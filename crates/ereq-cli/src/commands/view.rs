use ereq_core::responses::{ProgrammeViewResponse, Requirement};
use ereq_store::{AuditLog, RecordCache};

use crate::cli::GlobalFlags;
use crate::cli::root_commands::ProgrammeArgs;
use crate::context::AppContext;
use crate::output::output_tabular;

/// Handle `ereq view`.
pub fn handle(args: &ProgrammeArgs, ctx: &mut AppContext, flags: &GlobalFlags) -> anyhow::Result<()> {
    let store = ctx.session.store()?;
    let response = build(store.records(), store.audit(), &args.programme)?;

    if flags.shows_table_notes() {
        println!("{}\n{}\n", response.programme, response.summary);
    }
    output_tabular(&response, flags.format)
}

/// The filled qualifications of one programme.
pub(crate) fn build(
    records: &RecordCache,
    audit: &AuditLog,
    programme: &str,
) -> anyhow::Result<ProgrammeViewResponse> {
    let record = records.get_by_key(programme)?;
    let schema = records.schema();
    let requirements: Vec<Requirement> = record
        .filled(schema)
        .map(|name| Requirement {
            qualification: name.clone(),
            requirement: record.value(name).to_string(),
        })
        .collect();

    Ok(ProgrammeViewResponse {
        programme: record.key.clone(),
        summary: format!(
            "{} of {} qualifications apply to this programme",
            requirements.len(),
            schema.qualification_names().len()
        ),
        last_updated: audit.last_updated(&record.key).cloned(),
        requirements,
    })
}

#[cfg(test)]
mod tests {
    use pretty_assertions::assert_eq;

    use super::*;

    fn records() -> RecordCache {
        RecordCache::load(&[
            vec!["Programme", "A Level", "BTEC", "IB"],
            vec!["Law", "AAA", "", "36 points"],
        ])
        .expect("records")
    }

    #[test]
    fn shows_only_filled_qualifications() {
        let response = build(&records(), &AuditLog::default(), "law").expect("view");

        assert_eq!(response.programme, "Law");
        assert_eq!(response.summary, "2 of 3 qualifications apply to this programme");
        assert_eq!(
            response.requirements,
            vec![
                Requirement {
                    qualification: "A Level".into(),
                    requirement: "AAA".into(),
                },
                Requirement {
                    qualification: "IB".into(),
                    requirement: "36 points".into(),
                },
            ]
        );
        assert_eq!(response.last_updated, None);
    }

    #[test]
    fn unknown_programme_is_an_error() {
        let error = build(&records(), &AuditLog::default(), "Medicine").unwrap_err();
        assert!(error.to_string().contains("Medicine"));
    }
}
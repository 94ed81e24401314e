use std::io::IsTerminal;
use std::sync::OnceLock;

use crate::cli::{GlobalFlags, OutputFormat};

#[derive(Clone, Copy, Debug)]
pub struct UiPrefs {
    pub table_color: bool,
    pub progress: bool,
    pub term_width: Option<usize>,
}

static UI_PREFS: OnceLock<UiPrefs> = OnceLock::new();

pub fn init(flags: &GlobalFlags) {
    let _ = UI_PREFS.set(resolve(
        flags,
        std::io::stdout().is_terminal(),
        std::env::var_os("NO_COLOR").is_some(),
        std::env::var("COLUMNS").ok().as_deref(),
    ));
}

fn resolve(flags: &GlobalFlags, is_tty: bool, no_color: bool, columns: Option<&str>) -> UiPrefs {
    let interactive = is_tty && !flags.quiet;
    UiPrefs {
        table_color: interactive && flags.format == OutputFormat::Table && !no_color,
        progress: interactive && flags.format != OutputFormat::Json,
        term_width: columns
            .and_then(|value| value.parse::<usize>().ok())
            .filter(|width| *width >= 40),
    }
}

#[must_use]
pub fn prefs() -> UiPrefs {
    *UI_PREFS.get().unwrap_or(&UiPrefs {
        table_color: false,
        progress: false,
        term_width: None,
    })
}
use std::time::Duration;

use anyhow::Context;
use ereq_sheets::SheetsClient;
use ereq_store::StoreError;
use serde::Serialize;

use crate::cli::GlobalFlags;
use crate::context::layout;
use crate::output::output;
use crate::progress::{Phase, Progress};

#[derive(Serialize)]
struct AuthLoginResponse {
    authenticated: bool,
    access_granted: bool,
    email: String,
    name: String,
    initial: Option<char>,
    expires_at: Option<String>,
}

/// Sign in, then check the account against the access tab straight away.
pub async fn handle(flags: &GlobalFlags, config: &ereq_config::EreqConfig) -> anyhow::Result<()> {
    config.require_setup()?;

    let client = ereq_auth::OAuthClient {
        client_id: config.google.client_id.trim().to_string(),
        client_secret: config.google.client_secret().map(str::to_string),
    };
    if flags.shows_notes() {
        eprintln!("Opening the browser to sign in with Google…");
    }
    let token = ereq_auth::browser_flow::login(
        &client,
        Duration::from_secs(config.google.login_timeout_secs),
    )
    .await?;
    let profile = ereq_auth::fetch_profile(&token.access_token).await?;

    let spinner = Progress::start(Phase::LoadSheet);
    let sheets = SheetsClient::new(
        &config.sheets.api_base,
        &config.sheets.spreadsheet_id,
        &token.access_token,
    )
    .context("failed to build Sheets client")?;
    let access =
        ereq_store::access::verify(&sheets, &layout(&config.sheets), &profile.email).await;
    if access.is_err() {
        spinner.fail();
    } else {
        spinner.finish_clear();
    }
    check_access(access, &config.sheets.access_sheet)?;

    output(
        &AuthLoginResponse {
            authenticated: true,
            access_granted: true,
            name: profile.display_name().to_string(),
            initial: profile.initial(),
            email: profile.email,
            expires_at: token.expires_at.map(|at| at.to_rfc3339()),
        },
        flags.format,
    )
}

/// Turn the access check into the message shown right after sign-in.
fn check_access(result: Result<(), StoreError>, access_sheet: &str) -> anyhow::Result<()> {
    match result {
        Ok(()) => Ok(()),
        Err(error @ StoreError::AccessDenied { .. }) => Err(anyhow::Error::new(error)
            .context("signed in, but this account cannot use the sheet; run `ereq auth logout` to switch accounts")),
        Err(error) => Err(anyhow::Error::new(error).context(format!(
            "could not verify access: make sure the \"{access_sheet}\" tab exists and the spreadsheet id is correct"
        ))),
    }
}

→ **Work task**
Spot the lines above that mention "spinner" and copy them.

→ **Task result**
    let spinner = Progress::start(Phase::LoadSheet);
        spinner.fail();
        spinner.finish_clear();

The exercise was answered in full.